SupChain-Bench: Benchmarking Large Language Models for Real-World Supply Chain Management
Shengyue Guan, Yihao Liu, Lang Cao
TL;DR
SupChain-Bench tackles the challenge of evaluating LLMs in real-world supply chain management by jointly assessing domain knowledge and long-horizon tool-based orchestration. It introduces a dual benchmark with a Knowledge QA component and a Function-Calling component in a simulated SOP-governed environment, plus an SOP-free SupChain-ReAct approach that derives procedural guidance from reasoning. The results reveal substantial gaps in execution reliability across models and show that incorporating domain context or autonomous procedural synthesis can markedly boost tool-use performance. Overall, the work provides a principled, domain-specific benchmark for studying reliable long-horizon orchestration in operational settings and highlights substantial room for improvement in LLM-based supply chain agents.
Abstract
Large language models (LLMs) have shown promise in complex reasoning and tool-based decision making, motivating their application to real-world supply chain management.

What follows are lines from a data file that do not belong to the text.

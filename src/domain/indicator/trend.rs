//! Trend-following overlays: Parabolic SAR, Supertrend and the Gann HiLo
//! activator.

use crate::domain::candle::Candle;
use crate::domain::indicator::atr::calc_atr;
use crate::domain::indicator::{Series, available, sma};

pub const PSAR_STEP: f64 = 0.1;
pub const PSAR_MAX_STEP: f64 = 0.25;

/// Parabolic SAR split by regime: `long` is defined while the SAR trails
/// below price, `short` while it trails above.
#[derive(Debug, Clone)]
pub struct Psar {
    pub long: Series,
    pub short: Series,
}

pub fn calculate_psar(candles: &[Candle], step: f64, max_step: f64) -> Option<Psar> {
    if candles.len() < 2 {
        return None;
    }
    let n = candles.len();
    let mut long = vec![f64::NAN; n];
    let mut short = vec![f64::NAN; n];

    let up_move = candles[1].high - candles[0].high;
    let down_move = candles[0].low - candles[1].low;
    let mut falling = down_move > up_move && down_move > 0.0;

    let mut sar = if falling { candles[0].high } else { candles[0].low };
    let mut extreme = if falling { candles[0].low } else { candles[0].high };
    let mut af = step;

    for row in 1..n {
        let candle = &candles[row];
        let prev = &candles[row - 1];
        let prev2 = &candles[row.saturating_sub(2)];

        let mut next = sar + af * (extreme - sar);
        let reverse;
        if falling {
            reverse = candle.high > next;
            if candle.low < extreme {
                extreme = candle.low;
                af = (af + step).min(max_step);
            }
            next = next.max(prev.high).max(prev2.high);
        } else {
            reverse = candle.low < next;
            if candle.high > extreme {
                extreme = candle.high;
                af = (af + step).min(max_step);
            }
            next = next.min(prev.low).min(prev2.low);
        }

        if reverse {
            next = extreme;
            af = step;
            falling = !falling;
            extreme = if falling { candle.low } else { candle.high };
        }

        sar = next;
        if falling {
            short[row] = sar;
        } else {
            long[row] = sar;
        }
    }

    Some(Psar { long, short })
}

/// Supertrend line: the lower band while the trend is up, the upper band
/// while it is down. Bands are `hl2 ± multiplier · ATR(period)` and only
/// ever tighten within a trend.
pub fn calculate_supertrend(candles: &[Candle], period: usize, multiplier: f64) -> Option<Series> {
    let atr = calc_atr(candles, period)?;
    let n = candles.len();

    let mut upper: Vec<f64> = candles
        .iter()
        .zip(&atr)
        .map(|(c, a)| c.median_price() + multiplier * a)
        .collect();
    let mut lower: Vec<f64> = candles
        .iter()
        .zip(&atr)
        .map(|(c, a)| c.median_price() - multiplier * a)
        .collect();

    let mut direction = vec![1i8; n];
    let mut trend = vec![f64::NAN; n];
    for i in 1..n {
        let close = candles[i].close;
        if close > upper[i - 1] {
            direction[i] = 1;
        } else if close < lower[i - 1] {
            direction[i] = -1;
        } else {
            direction[i] = direction[i - 1];
            if direction[i] > 0 && lower[i] < lower[i - 1] {
                lower[i] = lower[i - 1];
            }
            if direction[i] < 0 && upper[i] > upper[i - 1] {
                upper[i] = upper[i - 1];
            }
        }
        trend[i] = if direction[i] > 0 { lower[i] } else { upper[i] };
    }

    available(trend)
}

/// Gann HiLo activator: the SMA of lows after a close above the SMA of
/// highs, the SMA of highs after a close below the SMA of lows, otherwise
/// the previous value carried forward.
pub fn calculate_hilo(candles: &[Candle], high_period: usize, low_period: usize) -> Option<Series> {
    let highs: Vec<f64> = candles.iter().map(|c| c.high).collect();
    let lows: Vec<f64> = candles.iter().map(|c| c.low).collect();
    let high_ma = sma(&highs, high_period);
    let low_ma = sma(&lows, low_period);

    let mut hilo = vec![f64::NAN; candles.len()];
    for i in 1..candles.len() {
        let close = candles[i].close;
        hilo[i] = if close > high_ma[i - 1] {
            low_ma[i]
        } else if close < low_ma[i - 1] {
            high_ma[i]
        } else {
            hilo[i - 1]
        };
    }

    available(hilo)
}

However, supply chain workflows require reliable long-horizon, multi-step orchestration grounded in domain-specific procedures, which remains challenging for current models. To systematically evaluate LLM performance in this setting, we introduce SupChain-Bench, a unified real-world benchmark that assesses both supply chain domain knowledge and long-horizon tool-based orchestration grounded in standard operating procedures (SOPs). Our experiments reveal substantial gaps in execution reliability across models. We further propose SupChain-ReAct, an SOP-free framework that autonomously synthesizes executable procedures for tool use, achieving the strongest and most consistent tool-calling performance. Our work establishes a principled benchmark for studying reliable long-horizon orchestration in real-world operational settings and highlights significant room for improvement in LLM-based supply chain agents.